Best Practice

LOCATION: Asphalt/Coating plant ARTICLE YEAR 2010
ACTIVITY: Production and Processing COMPANY: Aggregate Industries
SUB ACTIVITY: Asphalt & coated stone COMPANY LOCATION: Bardon Asphalt (Midlands)
BEST PRACTICE No: BP696 COMPANY TEL: 07802 276158
COUNTRY OF ORIGIN: United Kingdom
TITLE  
Bitumen handling and storage - behavioural improvements
ARTICLE
DESCRIPTION

Aggregate Industries set a target of zero incidents involving bitumen handling. To help achieve this, a bitumen working group (BWG) involving personnel from the asphalt business, HSEQ, engineering, training and personnel was formed.

The group identified that:

1.There was an inconsistent approach to the calculation of bitumen storage capacity. These inconsistencies
included the calculation of a tank’s theoretical design capacity, safe working capacity, usable capacity (ullage),
and whether the calculation was made using weight or volume

2. The periodic ‘Authority to Discharge’ (ADT) reports from the bitumen suppliers were highlighting unacceptable level of incidents involving alarm activations

3.Bitumen related incidents were leading to employee injuries.

The group also recognised that changing the behaviour of employees involved in asphalt production would be key to achieving the goal of zero incidents.

The following initiatives involving both management and operatives were put in place:

Bitumen Discharge Permit

A Bitumen Discharge Permit (BDP) was formulated and trialled at a number of asphalt plants. The Refined Bitumen Association (RBA) was consulted since it was considered important to have co-operation from both the bitumen suppliers’ delivery drivers and contract transport drivers.

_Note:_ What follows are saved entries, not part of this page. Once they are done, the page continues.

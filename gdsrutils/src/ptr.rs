//!
//! # Shared-Pointer Types
//!

// Std-lib
use std::hash::{Hash, Hasher};
use std::ops::Deref;
use std::sync::{Arc, PoisonError, RwLock, RwLockReadGuard, RwLockWriteGuard, TryLockError};

// Crates.io
use by_address::ByAddress;

///
/// # Ptr
///
/// Thread-safe, reference-counted, shared handle to a `T`.
/// Layout cells are the primary use-case: a [Ptr] to a cell may be held
/// by its library and by any number of references which place it.
/// Mutation through any alias is visible through all of them.
///
/// Access goes through the inner [RwLock], forwarded via [Deref]:
///
/// ```text
/// let cell = ptr.read()?;
/// let name = cell.name();
/// ```
///
/// Comparisons and hashes are *by address*, not by value.
/// Two [Ptr]s are equal only if they point to the same allocation.
/// This makes them suitable as hash-keys for tree walks in which many nodes are shared.
///
#[derive(Debug, Default)]
pub struct Ptr<T: ?Sized>(ByAddress<Arc<RwLock<T>>>);

impl<T> Ptr<T> {
    /// Pointer Constructor
    pub fn new(t: T) -> Self {
        Self(ByAddress(Arc::new(RwLock::new(t))))
    }
    /// Read access which recovers the data from a poisoned lock.
    /// For use in infallible contexts such as `PartialEq` and `Display`.
    pub fn read_or_recover(&self) -> RwLockReadGuard<'_, T> {
        self.0.read().unwrap_or_else(PoisonError::into_inner)
    }
    /// Non-blocking read access, recovering from poisoned locks.
    /// Returns `None` if the lock is currently held for writing.
    pub fn try_read_or_recover(&self) -> Option<RwLockReadGuard<'_, T>> {
        match self.0.try_read() {
            Ok(guard) => Some(guard),
            Err(TryLockError::Poisoned(e)) => Some(e.into_inner()),
            Err(TryLockError::WouldBlock) => None,
        }
    }
    /// Write access which recovers the data from a poisoned lock.
    pub fn write_or_recover(&self) -> RwLockWriteGuard<'_, T> {
        self.0.write().unwrap_or_else(PoisonError::into_inner)
    }
    /// Boolean indication of whether `self` and `other` share an allocation.
    /// Equivalent to `==`, spelled out for readability at call-sites.
    pub fn ptr_eq(&self, other: &Self) -> bool {
        Arc::ptr_eq(&self.0 .0, &other.0 .0)
    }
    /// Number of live handles to the shared data
    pub fn strong_count(&self) -> usize {
        Arc::strong_count(&self.0)
    }
}
impl<T> From<T> for Ptr<T> {
    fn from(t: T) -> Self {
        Self::new(t)
    }
}
impl<T: ?Sized> Deref for Ptr<T> {
    type Target = RwLock<T>;
    fn deref(&self) -> &Self::Target {
        &self.0 .0
    }
}
// [Deref] gets in the way of deriving these, so they are written out.
impl<T: ?Sized> Clone for Ptr<T> {
    fn clone(&self) -> Self {
        Self(ByAddress::clone(&self.0))
    }
}
impl<T: ?Sized> PartialEq for Ptr<T> {
    fn eq(&self, other: &Self) -> bool {
        self.0.eq(&other.0)
    }
}
impl<T: ?Sized> Eq for Ptr<T> {}
impl<T: ?Sized> Hash for Ptr<T> {
    fn hash<H: Hasher>(&self, state: &mut H) {
        self.0.hash(state)
    }
}

///
/// # Pointer List
///
/// Insertion-ordered list of [Ptr]s.
/// Adding a value returns a handle to it.
/// Other methods pass through to the underlying [Vec] via [Deref].
///
#[derive(Debug, Clone)]
pub struct PtrList<T>(Vec<Ptr<T>>);

impl<T> PtrList<T> {
    /// Create a new and empty [PtrList]. Also available via [Default].
    pub fn new() -> Self {
        Self(Vec::new())
    }
    /// Create a [PtrList] from owned `T`s.
    pub fn from_owned(vals: Vec<T>) -> Self {
        Self(vals.into_iter().map(Ptr::new).collect())
    }
    /// Add a `T`-convertible value, returning a handle to it.
    pub fn add(&mut self, t: impl Into<T>) -> Ptr<T> {
        let ptr = Ptr::new(t.into());
        self.0.push(ptr.clone());
        ptr
    }
    /// Push an existing [Ptr], sharing it with its other holders.
    pub fn add_ptr(&mut self, ptr: Ptr<T>) -> Ptr<T> {
        self.0.push(ptr.clone());
        ptr
    }
    /// Index of the entry pointing to the same allocation as `ptr`, if any
    pub fn position_of(&self, ptr: &Ptr<T>) -> Option<usize> {
        self.0.iter().position(|p| p == ptr)
    }
    /// Remove the entry pointing to the same allocation as `ptr`.
    /// Returns it if it was present.
    pub fn remove_ptr(&mut self, ptr: &Ptr<T>) -> Option<Ptr<T>> {
        let idx = self.position_of(ptr)?;
        Some(self.0.remove(idx))
    }
    /// Index of the first entry whose value satisfies `f`.
    /// Reads each entry through [Ptr::read_or_recover].
    pub fn position_where(&self, f: impl Fn(&T) -> bool) -> Option<usize> {
        self.0.iter().position(|p| f(&*p.read_or_recover()))
    }
}
impl<T> Default for PtrList<T> {
    fn default() -> Self {
        Self::new()
    }
}
impl<T> Deref for PtrList<T> {
    type Target = Vec<Ptr<T>>;
    fn deref(&self) -> &Self::Target {
        &self.0
    }
}
impl<T> std::ops::DerefMut for PtrList<T> {
    fn deref_mut(&mut self) -> &mut Self::Target {
        &mut self.0
    }
}
impl<T> From<Vec<Ptr<T>>> for PtrList<T> {
    fn from(v: Vec<Ptr<T>>) -> Self {
        Self(v)
    }
}
impl<T> FromIterator<Ptr<T>> for PtrList<T> {
    fn from_iter<I: IntoIterator<Item = Ptr<T>>>(iter: I) -> Self {
        Self(iter.into_iter().collect())
    }
}
impl<'a, T> IntoIterator for &'a PtrList<T> {
    type Item = &'a Ptr<T>;
    type IntoIter = std::slice::Iter<'a, Ptr<T>>;
    fn into_iter(self) -> Self::IntoIter {
        self.0.iter()
    }
}

#[cfg(test)]
mod tests {
    use super::*;

    #[test]
    fn ptrs_compare_by_address() {
        let p1 = Ptr::new(43);
        let p2 = Ptr::new(43);
        assert_ne!(p1, p2);

        let p3 = p1.clone();
        assert_ne!(p3, p2);
        assert_eq!(p3, p1);
        assert!(p3.ptr_eq(&p1));
        assert_eq!(p1.strong_count(), 2);
    }
    #[test]
    fn shared_mutation() {
        let p1 = Ptr::new(String::from("a"));
        let p2 = p1.clone();
        p2.write().unwrap().push('b');
        assert_eq!(*p1.read().unwrap(), "ab");
        assert_eq!(*p1.read_or_recover(), "ab");

        let guard = p1.write_or_recover();
        assert!(p2.try_read_or_recover().is_none());
        drop(guard);
        assert_eq!(*p2.try_read_or_recover().unwrap(), "ab");
    }
    #[test]
    fn ptr_list() {
        let mut list = PtrList::<i32>::new();

        let a = list.add(1);
        let b = list.add(2);
        assert_eq!(list.len(), 2);
        assert_eq!(*b.read().unwrap(), 2);

        let shared = Ptr::new(3);
        list.add_ptr(shared.clone());
        assert_eq!(list.position_of(&shared), Some(2));
        assert_eq!(list.position_where(|v| *v == 2), Some(1));

        assert!(list.remove_ptr(&a).is_some());
        assert!(list.remove_ptr(&a).is_none());
        assert_eq!(list.len(), 2);
        assert_eq!(*list[0].read().unwrap(), 2);
    }
}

Completion of the BDP ensures that plant operatives overseeing the discharge process are:

Physically establishing and recording current tank content

Recording tank and flange numbers to avoid confusion

Checking tank gauge and alarm functionality

Questioning the need for possible split delivery

Confirming that there is sufficient ullage to discharge safely

Ensuring the emergency shower has been checked that day

Confirming that site management have calculated the Safe Working Capacity in accordance with RBA recommendations.

By running through the permit checklist and entering details or ticking boxes, the site operative is carrying out a risk reduction exercise that will improve the safety of bitumen deliveries and prevent environmental pollution from spillages.

If a site fails to present a valid BDP to the delivery driver, then the driver should refuse to discharge the load and leave the site. This has been communicated to all the bitumen suppliers through the RBA.

BDP was implemented at all Aggregate Industries’ asphalt producing sites within the UK. The initiative is now being considered by the MPA Working Group for adoption as ‘Best Practice’ for the asphalt industry. One of the independent asphalt suppliers has agreed to implement the BDP throughout their organisation.


Bitumen Delivery Signs

New signs have been installed at every bitumen delivery point which:

Define potential hazards

Specify PPE requirements

Identify the location of spill kit and shower

States RBA site status

Provides details of each tank

Includes laminated RA/SSOW and emergency procedural documentation.

Bitumen Self Audit Check sheet
New audit check sheet has been produced and implemented at all asphalt sites

All sites have completed the 2009 audit and these were collated into a summary report

HSEQ department to be requested to audit compliance during site visits.

Emergency Alert Systems

Systems such as the introduction of pull wires to be included in a ‘Best Practice’ document and circulated to all asphalt sites for consideration/implementation.

Bitumen Ground Based Pumping Systems

A standard and guidance has been produced for the procurement and installation of ground mounted transfer pumps.

Package for Future Reference

All information relating to bitumen delivery and handling to be included in a Holcim FPE (Fatality Prevention Element) document/presentation for use by new or replacement managers.

BENEFITS

Benefits following the formation of the Bitumen Working Group include:

1.Positive engagement and consultation with asphalt plant management and operatives on the initiatives proposed

2.Managers verifying all the relevant information needed to calculate safe ullage, not ‘guesstimating’

3.Tanker drivers confident that all calculations have been correctly undertaken and that safeguards are in place to avoid incidents

4.Procedures in place to effectively deal with ‘split loads’

5. Plant managers and operatives better informed with easy access to relevant information

6.The ability to monitor information and ADT reports from the bitumen suppliers and respond as appropriate ensuring information disseminated to all sectors

7.The ability to evaluate new applications and equipment using the expert knowledge within the group

8. BWG participants more effective contributors in external working groups.